## Task prompt
Lift out each line of the data that holds "returned".
= = = =
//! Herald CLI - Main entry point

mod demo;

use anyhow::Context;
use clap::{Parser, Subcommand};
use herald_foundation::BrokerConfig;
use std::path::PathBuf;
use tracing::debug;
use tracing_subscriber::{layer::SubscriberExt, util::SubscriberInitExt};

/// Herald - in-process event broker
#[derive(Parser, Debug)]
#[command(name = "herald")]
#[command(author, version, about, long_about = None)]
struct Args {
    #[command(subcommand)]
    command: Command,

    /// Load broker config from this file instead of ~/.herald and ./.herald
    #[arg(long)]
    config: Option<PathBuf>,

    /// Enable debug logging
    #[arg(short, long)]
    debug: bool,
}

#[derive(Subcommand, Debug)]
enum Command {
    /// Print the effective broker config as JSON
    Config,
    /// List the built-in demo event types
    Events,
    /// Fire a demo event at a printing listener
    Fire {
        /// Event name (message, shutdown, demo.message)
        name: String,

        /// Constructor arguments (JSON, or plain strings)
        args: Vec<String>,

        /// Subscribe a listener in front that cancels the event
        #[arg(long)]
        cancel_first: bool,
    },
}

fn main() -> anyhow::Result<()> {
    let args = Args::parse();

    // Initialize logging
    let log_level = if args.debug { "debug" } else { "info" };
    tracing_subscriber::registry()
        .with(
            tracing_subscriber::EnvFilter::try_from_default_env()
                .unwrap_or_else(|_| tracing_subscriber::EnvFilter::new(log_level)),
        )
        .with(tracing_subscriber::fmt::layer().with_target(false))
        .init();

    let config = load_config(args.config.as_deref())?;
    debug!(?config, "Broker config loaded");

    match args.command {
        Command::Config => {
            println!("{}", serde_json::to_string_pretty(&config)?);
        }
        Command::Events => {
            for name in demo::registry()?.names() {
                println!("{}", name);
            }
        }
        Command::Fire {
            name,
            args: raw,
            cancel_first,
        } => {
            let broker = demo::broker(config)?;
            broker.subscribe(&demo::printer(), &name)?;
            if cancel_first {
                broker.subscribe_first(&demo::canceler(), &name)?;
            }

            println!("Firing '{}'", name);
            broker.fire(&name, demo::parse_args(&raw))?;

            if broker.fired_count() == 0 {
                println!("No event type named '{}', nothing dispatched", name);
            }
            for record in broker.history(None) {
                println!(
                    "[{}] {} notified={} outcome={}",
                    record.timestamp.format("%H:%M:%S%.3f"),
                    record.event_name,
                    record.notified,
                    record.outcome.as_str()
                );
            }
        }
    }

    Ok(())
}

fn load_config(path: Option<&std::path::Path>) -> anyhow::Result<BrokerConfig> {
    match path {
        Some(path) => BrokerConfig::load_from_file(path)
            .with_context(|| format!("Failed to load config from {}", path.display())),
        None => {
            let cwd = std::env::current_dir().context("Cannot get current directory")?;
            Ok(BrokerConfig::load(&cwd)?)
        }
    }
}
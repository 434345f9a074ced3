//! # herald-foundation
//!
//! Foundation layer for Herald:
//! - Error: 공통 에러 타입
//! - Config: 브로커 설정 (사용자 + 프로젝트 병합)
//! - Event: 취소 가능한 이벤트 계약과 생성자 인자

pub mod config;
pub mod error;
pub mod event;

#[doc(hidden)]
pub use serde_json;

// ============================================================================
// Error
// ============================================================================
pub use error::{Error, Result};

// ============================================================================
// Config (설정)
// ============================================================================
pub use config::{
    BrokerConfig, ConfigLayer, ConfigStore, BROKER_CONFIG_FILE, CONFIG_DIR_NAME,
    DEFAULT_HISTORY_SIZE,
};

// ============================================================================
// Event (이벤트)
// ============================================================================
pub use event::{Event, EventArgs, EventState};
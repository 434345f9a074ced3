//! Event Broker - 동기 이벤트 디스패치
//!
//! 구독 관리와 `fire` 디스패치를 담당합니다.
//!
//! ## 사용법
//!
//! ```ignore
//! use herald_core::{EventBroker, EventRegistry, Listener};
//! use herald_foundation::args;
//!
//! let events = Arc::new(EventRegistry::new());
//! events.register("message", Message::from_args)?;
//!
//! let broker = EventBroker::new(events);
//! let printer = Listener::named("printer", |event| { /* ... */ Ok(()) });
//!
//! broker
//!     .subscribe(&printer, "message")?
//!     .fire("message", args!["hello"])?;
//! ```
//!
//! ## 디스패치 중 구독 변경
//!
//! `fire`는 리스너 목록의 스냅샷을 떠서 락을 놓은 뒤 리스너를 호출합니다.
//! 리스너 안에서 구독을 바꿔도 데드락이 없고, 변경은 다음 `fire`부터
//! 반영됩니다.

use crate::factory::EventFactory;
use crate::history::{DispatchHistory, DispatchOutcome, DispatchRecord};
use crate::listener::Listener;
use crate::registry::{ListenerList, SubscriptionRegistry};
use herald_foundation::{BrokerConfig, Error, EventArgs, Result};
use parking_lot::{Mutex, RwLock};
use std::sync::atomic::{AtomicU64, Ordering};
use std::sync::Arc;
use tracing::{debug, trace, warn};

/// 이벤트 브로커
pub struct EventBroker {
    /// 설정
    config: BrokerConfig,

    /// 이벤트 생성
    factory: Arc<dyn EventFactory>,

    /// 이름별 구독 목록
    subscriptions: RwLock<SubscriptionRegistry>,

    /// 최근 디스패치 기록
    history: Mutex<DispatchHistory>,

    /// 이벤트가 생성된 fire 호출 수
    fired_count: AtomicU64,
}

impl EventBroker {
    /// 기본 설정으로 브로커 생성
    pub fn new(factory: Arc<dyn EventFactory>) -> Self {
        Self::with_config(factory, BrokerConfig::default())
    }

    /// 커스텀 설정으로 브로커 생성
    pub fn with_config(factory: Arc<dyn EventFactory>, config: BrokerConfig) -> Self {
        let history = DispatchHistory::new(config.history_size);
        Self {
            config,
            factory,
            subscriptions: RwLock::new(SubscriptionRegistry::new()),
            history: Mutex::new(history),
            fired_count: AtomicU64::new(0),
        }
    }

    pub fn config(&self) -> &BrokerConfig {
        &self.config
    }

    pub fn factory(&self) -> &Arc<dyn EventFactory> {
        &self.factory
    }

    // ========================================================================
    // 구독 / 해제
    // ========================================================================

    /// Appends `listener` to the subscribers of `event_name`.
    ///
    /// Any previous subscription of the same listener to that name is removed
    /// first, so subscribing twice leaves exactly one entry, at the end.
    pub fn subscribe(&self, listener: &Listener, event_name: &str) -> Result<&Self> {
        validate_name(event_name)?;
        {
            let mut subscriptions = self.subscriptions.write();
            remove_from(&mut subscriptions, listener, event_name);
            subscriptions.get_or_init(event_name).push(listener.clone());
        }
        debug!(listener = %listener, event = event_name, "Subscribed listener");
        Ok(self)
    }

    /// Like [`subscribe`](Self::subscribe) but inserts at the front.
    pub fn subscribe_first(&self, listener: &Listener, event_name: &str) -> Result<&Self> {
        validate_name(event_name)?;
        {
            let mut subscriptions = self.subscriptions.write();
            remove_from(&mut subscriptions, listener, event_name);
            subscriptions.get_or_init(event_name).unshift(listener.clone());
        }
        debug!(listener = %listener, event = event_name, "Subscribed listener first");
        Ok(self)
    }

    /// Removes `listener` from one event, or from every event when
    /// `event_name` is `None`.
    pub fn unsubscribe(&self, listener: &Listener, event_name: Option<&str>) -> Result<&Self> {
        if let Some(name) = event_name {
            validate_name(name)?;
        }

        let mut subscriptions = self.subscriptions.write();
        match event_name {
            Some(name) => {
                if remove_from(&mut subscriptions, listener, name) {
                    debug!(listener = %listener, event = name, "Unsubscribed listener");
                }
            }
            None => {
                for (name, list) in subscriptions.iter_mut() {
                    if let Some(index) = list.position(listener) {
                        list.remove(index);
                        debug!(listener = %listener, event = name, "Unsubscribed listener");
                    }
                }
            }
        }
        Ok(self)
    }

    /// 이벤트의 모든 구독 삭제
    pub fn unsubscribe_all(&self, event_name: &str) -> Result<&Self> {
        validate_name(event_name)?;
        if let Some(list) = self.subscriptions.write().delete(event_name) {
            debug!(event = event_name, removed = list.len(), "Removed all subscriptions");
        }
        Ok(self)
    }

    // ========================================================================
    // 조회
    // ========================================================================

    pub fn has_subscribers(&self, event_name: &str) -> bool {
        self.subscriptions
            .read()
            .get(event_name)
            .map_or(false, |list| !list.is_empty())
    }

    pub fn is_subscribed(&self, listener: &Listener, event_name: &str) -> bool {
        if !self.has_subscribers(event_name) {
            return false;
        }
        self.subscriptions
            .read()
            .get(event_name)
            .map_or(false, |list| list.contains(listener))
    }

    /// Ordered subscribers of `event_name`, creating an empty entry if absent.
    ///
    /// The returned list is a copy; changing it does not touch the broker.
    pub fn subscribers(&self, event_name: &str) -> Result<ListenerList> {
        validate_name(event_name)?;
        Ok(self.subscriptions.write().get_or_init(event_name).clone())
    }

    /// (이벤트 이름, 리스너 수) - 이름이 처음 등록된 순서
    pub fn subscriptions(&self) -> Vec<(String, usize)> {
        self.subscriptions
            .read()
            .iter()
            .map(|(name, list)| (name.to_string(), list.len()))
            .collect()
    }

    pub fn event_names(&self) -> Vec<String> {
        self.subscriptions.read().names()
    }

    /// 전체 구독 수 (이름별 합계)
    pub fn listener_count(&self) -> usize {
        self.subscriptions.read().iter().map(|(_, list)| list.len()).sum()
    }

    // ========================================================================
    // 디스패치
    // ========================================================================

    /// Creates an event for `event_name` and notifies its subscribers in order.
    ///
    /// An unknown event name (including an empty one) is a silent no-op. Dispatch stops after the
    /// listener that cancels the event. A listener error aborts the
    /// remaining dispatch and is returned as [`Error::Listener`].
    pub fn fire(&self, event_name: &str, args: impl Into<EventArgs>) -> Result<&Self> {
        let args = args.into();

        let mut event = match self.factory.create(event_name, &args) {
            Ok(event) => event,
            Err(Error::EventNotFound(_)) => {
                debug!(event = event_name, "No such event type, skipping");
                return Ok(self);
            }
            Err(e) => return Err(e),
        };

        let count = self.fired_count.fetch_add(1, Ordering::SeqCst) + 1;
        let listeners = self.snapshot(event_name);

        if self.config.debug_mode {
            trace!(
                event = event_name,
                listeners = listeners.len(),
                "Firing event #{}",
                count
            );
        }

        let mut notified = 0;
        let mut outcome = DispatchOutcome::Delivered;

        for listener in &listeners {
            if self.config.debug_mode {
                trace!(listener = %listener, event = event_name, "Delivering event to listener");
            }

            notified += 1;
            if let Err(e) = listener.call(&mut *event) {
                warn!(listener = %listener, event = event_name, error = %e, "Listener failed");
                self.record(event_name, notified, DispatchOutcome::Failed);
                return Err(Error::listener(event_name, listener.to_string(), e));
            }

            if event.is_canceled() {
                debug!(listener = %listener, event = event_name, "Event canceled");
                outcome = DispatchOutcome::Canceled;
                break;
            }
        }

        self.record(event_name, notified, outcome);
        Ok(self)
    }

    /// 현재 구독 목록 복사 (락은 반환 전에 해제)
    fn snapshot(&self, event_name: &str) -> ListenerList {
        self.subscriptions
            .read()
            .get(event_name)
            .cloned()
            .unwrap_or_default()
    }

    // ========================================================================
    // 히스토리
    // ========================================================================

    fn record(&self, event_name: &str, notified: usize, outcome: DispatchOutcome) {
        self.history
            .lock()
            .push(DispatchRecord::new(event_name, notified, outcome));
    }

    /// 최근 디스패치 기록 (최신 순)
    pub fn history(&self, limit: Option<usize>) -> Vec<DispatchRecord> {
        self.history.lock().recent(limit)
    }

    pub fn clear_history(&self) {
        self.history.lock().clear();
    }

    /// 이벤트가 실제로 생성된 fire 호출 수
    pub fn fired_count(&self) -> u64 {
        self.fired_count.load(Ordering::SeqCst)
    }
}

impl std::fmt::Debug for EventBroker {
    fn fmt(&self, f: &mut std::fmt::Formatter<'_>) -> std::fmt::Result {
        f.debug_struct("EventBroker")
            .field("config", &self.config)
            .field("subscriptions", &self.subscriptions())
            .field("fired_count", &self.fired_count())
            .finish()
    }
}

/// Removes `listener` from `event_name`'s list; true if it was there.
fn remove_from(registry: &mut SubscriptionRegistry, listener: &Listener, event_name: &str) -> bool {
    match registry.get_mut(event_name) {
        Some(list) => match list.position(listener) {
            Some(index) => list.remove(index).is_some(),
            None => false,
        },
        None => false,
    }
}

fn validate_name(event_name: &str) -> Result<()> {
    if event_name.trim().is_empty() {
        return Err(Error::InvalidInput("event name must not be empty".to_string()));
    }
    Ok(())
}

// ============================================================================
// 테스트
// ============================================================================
= = = =
## Response
    /// The returned list is a copy; changing it does not touch the broker.
    /// remaining dispatch and is returned as [`Error::Listener`].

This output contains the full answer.